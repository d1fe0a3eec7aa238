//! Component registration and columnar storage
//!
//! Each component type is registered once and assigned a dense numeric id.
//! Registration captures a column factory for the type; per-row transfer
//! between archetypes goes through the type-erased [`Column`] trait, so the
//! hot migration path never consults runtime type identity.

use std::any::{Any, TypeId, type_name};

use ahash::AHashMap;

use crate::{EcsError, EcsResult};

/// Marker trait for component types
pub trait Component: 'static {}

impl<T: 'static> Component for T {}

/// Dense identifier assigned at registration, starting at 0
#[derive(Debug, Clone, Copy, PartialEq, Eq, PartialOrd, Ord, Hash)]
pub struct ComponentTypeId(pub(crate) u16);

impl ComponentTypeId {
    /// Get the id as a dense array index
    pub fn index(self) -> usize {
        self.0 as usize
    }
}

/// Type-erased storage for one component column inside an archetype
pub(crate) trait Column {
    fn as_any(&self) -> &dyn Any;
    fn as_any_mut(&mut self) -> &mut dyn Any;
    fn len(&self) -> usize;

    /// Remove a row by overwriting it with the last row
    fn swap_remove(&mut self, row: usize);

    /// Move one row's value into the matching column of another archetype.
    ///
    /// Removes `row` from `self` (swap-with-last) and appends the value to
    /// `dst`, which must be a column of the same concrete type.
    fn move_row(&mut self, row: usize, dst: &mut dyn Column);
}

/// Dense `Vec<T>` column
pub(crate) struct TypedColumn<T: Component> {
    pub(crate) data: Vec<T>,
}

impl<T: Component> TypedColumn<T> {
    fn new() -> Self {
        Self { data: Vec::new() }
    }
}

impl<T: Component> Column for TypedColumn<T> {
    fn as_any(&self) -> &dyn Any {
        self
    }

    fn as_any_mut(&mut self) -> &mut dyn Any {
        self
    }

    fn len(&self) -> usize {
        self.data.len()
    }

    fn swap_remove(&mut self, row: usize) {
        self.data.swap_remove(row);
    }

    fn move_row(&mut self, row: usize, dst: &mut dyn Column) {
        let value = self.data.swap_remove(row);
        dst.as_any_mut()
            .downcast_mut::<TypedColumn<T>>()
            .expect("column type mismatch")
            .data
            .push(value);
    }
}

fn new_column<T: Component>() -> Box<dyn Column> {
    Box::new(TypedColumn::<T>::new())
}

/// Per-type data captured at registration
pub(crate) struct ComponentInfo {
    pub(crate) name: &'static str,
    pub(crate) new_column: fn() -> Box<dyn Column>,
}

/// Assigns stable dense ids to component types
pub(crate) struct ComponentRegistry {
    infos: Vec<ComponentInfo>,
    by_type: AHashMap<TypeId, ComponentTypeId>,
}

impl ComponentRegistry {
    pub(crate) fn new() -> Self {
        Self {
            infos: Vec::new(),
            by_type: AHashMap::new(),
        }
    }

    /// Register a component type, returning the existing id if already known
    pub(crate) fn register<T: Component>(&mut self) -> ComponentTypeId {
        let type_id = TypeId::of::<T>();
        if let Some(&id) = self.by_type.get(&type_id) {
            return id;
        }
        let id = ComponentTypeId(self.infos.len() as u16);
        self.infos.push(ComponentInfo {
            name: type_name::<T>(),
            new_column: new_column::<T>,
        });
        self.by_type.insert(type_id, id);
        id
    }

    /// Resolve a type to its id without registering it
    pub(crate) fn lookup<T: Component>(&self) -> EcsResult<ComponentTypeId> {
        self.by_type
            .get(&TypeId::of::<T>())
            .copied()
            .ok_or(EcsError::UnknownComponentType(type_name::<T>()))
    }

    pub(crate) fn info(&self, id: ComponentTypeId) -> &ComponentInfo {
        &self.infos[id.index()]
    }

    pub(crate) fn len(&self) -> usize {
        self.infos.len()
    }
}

--------------------------------------------------

What is being asked
Bring together all lines from the listing that contain the word "index".

Answer space
    /// Get the id as a dense array index
    pub fn index(self) -> usize {
        &self.infos[id.index()]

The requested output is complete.